Record extracts below:

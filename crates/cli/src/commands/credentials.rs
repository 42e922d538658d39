use crate::render::mask_secret;
use anyhow::{bail, Result};
use repolens_state::{
    JsonFileStore, KeyValueStore, Settings, StoreScope, CREDENTIAL_EMBEDDINGS_KEY,
    CREDENTIAL_GITHUB_TOKEN, CREDENTIAL_LLM_KEY,
};
use serde_json::Value;

#[derive(Debug, PartialEq, Eq)]
enum CredentialChange {
    Stored(&'static str),
    Removed(&'static str),
}

/// Write each provided credential to the sync scope. Blank values remove the key.
fn store_credentials(
    store: &dyn KeyValueStore,
    updates: [(&'static str, Option<String>); 3],
) -> Result<Vec<CredentialChange>> {
    let mut changes = Vec::new();
    for (key, value) in updates {
        let Some(value) = value else { continue };
        let value = value.trim();
        if value.is_empty() {
            store.remove(StoreScope::Sync, key)?;
            changes.push(CredentialChange::Removed(key));
        } else {
            store.set(StoreScope::Sync, key, Value::String(value.to_string()))?;
            changes.push(CredentialChange::Stored(key));
        }
    }
    Ok(changes)
}

pub(crate) fn handle_credentials_set_command(
    github_token: Option<String>,
    llm_api_key: Option<String>,
    embeddings_api_key: Option<String>,
) -> Result<()> {
    if github_token.is_none() && llm_api_key.is_none() && embeddings_api_key.is_none() {
        bail!("nothing to store; pass at least one credential flag (see `repolens credentials set --help`)");
    }
    let store = JsonFileStore::open_default()?;
    let changes = store_credentials(
        &store,
        [
            (CREDENTIAL_GITHUB_TOKEN, github_token),
            (CREDENTIAL_LLM_KEY, llm_api_key),
            (CREDENTIAL_EMBEDDINGS_KEY, embeddings_api_key),
        ],
    )?;
    for change in changes {
        match change {
            CredentialChange::Stored(key) => println!("Stored {}", label(key)),
            CredentialChange::Removed(key) => println!("Removed {}", label(key)),
        }
    }
    println!("Credentials file: {}", store.root().join("sync.json").display());
    Ok(())
}

pub(crate) fn handle_credentials_show_command() -> Result<()> {
    let store = JsonFileStore::open_default()?;
    let settings = Settings::load(Some(&store))?;
    for line in credential_lines(&settings) {
        println!("{line}");
    }
    Ok(())
}

fn label(key: &str) -> &'static str {
    match key {
        CREDENTIAL_GITHUB_TOKEN => "GitHub token",
        CREDENTIAL_LLM_KEY => "LLM API key",
        CREDENTIAL_EMBEDDINGS_KEY => "Embeddings API key",
        _ => "credential",
    }
}

/// One masked line per credential, after resolving every settings source.
fn credential_lines(settings: &Settings) -> Vec<String> {
    [
        (CREDENTIAL_GITHUB_TOKEN, settings.github_token.as_deref()),
        (CREDENTIAL_LLM_KEY, settings.llm.api_key.as_deref()),
        (
            CREDENTIAL_EMBEDDINGS_KEY,
            settings.embeddings.api.api_key.as_deref(),
        ),
    ]
    .into_iter()
    .map(|(key, value)| {
        let shown = value.map(mask_secret).unwrap_or_else(|| "not set".to_string());
        format!("{:<20}{shown}", format!("{}:", label(key)))
    })
    .collect()
}

#[cfg(test)]
mod tests {
    use super::*;
    use repolens_state::{Config, MemoryStore};
    use repolens_test_utils::{env_guard, set_env_var};
    use serial_test::serial;

    #[test]
    fn provided_values_are_stored_and_blank_values_removed() {
        let store = MemoryStore::new();
        store
            .set(StoreScope::Sync, CREDENTIAL_LLM_KEY, Value::String("old".into()))
            .unwrap();

        let changes = store_credentials(
            &store,
            [
                (CREDENTIAL_GITHUB_TOKEN, Some("  ghp_abc  ".into())),
                (CREDENTIAL_LLM_KEY, Some(" ".into())),
                (CREDENTIAL_EMBEDDINGS_KEY, None),
            ],
        )
        .unwrap();

        assert_eq!(
            changes,
            vec![
                CredentialChange::Stored(CREDENTIAL_GITHUB_TOKEN),
                CredentialChange::Removed(CREDENTIAL_LLM_KEY),
            ]
        );
        assert_eq!(
            store
                .get_string(StoreScope::Sync, CREDENTIAL_GITHUB_TOKEN)
                .unwrap()
                .as_deref(),
            Some("ghp_abc")
        );
        assert!(store
            .get(StoreScope::Sync, CREDENTIAL_LLM_KEY)
            .unwrap()
            .is_none());
    }

    #[test]
    #[serial]
    fn stored_credentials_show_masked() {
        let _guard = env_guard();
        let _gh = set_env_var("GITHUB_TOKEN", None);
        let _llm = set_env_var("REPOLENS_LLM_API_KEY", None);
        let _emb = set_env_var("REPOLENS_EMBEDDINGS_API_KEY", None);

        let store = MemoryStore::new();
        store_credentials(
            &store,
            [
                (CREDENTIAL_GITHUB_TOKEN, Some("ghp_1234567890abcdef".into())),
                (CREDENTIAL_LLM_KEY, None),
                (CREDENTIAL_EMBEDDINGS_KEY, None),
            ],
        )
        .unwrap();
        let settings = Settings::resolve(Some(&Config::default()), Some(&store));
        let lines = credential_lines(&settings);

        assert_eq!(lines.len(), 3);
        assert!(lines[0].starts_with("GitHub token:"));
        assert!(lines[0].ends_with("ghp_...cdef"));
        assert!(!lines[0].contains("567890"));
        assert!(lines[1].ends_with("not set"));
        assert!(lines[2].ends_with("not set"));
    }
}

End of Record extracts.

§ Exercise prompt
Extract every record. Keep wording exact.

§ Answer space
filename crates/cli/src/commands/credentials.rs
repository 42e922d538658d39
use crate::render::mask_secret;
use anyhow::{bail, Result};
use repolens_state::{
    JsonFileStore, KeyValueStore, Settings, StoreScope, CREDENTIAL_EMBEDDINGS_KEY,
    CREDENTIAL_GITHUB_TOKEN, CREDENTIAL_LLM_KEY,
};
use serde_json::Value;

#[derive(Debug, PartialEq, Eq)]
enum CredentialChange {
    Stored(&'static str),
    Removed(&'static str),
}

/// Write each provided credential to the sync scope. Blank values remove the key.
fn store_credentials(
    store: &dyn KeyValueStore,
    updates: [(&'static str, Option<String>); 3],
) -> Result<Vec<CredentialChange>> {
    let mut changes = Vec::new();
    for (key, value) in updates {
        let Some(value) = value else { continue };
        let value = value.trim();
        if value.is_empty() {
            store.remove(StoreScope::Sync, key)?;
            changes.push(CredentialChange::Removed(key));
        } else {
            store.set(StoreScope::Sync, key, Value::String(value.to_string()))?;
            changes.push(CredentialChange::Stored(key));
        }
    }
    Ok(changes)
}

pub(crate) fn handle_credentials_set_command(
    github_token: Option<String>,
    llm_api_key: Option<String>,
    embeddings_api_key: Option<String>,
) -> Result<()> {
    if github_token.is_none() && llm_api_key.is_none() && embeddings_api_key.is_none() {
        bail!("nothing to store; pass at least one credential flag (see `repolens credentials set --help`)");
    }
    let store = JsonFileStore::open_default()?;
    let changes = store_credentials(
        &store,
        [
            (CREDENTIAL_GITHUB_TOKEN, github_token),
            (CREDENTIAL_LLM_KEY, llm_api_key),
            (CREDENTIAL_EMBEDDINGS_KEY, embeddings_api_key),
        ],
    )?;
    for change in changes {
        match change {
            CredentialChange::Stored(key) => println!("Stored {}", label(key)),
            CredentialChange::Removed(key) => println!("Removed {}", label(key)),
        }
    }
    println!("Credentials file: {}", store.root().join("sync.json").display());
    Ok(())
}

pub(crate) fn handle_credentials_show_command() -> Result<()> {
    let store = JsonFileStore::open_default()?;
    let settings = Settings::load(Some(&store))?;
    for line in credential_lines(&settings) {
        println!("{line}");
    }
    Ok(())
}

fn label(key: &str) -> &'static str {
    match key {
        CREDENTIAL_GITHUB_TOKEN => "GitHub token",
        CREDENTIAL_LLM_KEY => "LLM API key",
        CREDENTIAL_EMBEDDINGS_KEY => "Embeddings API key",
        _ => "credential",
    }
}

/// One masked line per credential, after resolving every settings source.
fn credential_lines(settings: &Settings) -> Vec<String> {
    [
        (CREDENTIAL_GITHUB_TOKEN, settings.github_token.as_deref()),
        (CREDENTIAL_LLM_KEY, settings.llm.api_key.as_deref()),
        (
            CREDENTIAL_EMBEDDINGS_KEY,
            settings.embeddings.api.api_key.as_deref(),
        ),
    ]
    .into_iter()
    .map(|(key, value)| {
        let shown = value.map(mask_secret).unwrap_or_else(|| "not set".to_string());
        format!("{:<20}{shown}", format!("{}:", label(key)))
    })
    .collect()
}

#[cfg(test)]
mod tests {
    use super::*;
    use repolens_state::{Config, MemoryStore};
    use repolens_test_utils::{env_guard, set_env_var};
    use serial_test::serial;

    #[test]
    fn provided_values_are_stored_and_blank_values_removed() {
        let store = MemoryStore::new();
        store
            .set(StoreScope::Sync, CREDENTIAL_LLM_KEY, Value::String("old".into()))
            .unwrap();

        let changes = store_credentials(
            &store,
            [
                (CREDENTIAL_GITHUB_TOKEN, Some("  ghp_abc  ".into())),
                (CREDENTIAL_LLM_KEY, Some(" ".into())),
                (CREDENTIAL_EMBEDDINGS_KEY, None),
            ],
        )
        .unwrap();

        assert_eq!(
            changes,
            vec![
                CredentialChange::Stored(CREDENTIAL_GITHUB_TOKEN),
                CredentialChange::Removed(CREDENTIAL_LLM_KEY),
            ]
        );
        assert_eq!(
            store
                .get_string(StoreScope::Sync, CREDENTIAL_GITHUB_TOKEN)
                .unwrap()
                .as_deref(),
            Some("ghp_abc")
        );
        assert!(store
            .get(StoreScope::Sync, CREDENTIAL_LLM_KEY)
            .unwrap()
            .is_none());
    }

    #[test]
    #[serial]
    fn stored_credentials_show_masked() {
        let _guard = env_guard();
        let _gh = set_env_var("GITHUB_TOKEN", None);
        let _llm = set_env_var("REPOLENS_LLM_API_KEY", None);
        let _emb = set_env_var("REPOLENS_EMBEDDINGS_API_KEY", None);

        let store = MemoryStore::new();
        store_credentials(
            &store,
            [
                (CREDENTIAL_GITHUB_TOKEN, Some("ghp_1234567890abcdef".into())),
                (CREDENTIAL_LLM_KEY, None),
                (CREDENTIAL_EMBEDDINGS_KEY, None),
            ],
        )
        .unwrap();
        let settings = Settings::resolve(Some(&Config::default()), Some(&store));
        let lines = credential_lines(&settings);

        assert_eq!(lines.len(), 3);
        assert!(lines[0].starts_with("GitHub token:"));
        assert!(lines[0].ends_with("ghp_...cdef"));
        assert!(!lines[0].contains("567890"));
        assert!(lines[1].ends_with("not set"));
        assert!(lines[2].ends_with("not set"));
    }
}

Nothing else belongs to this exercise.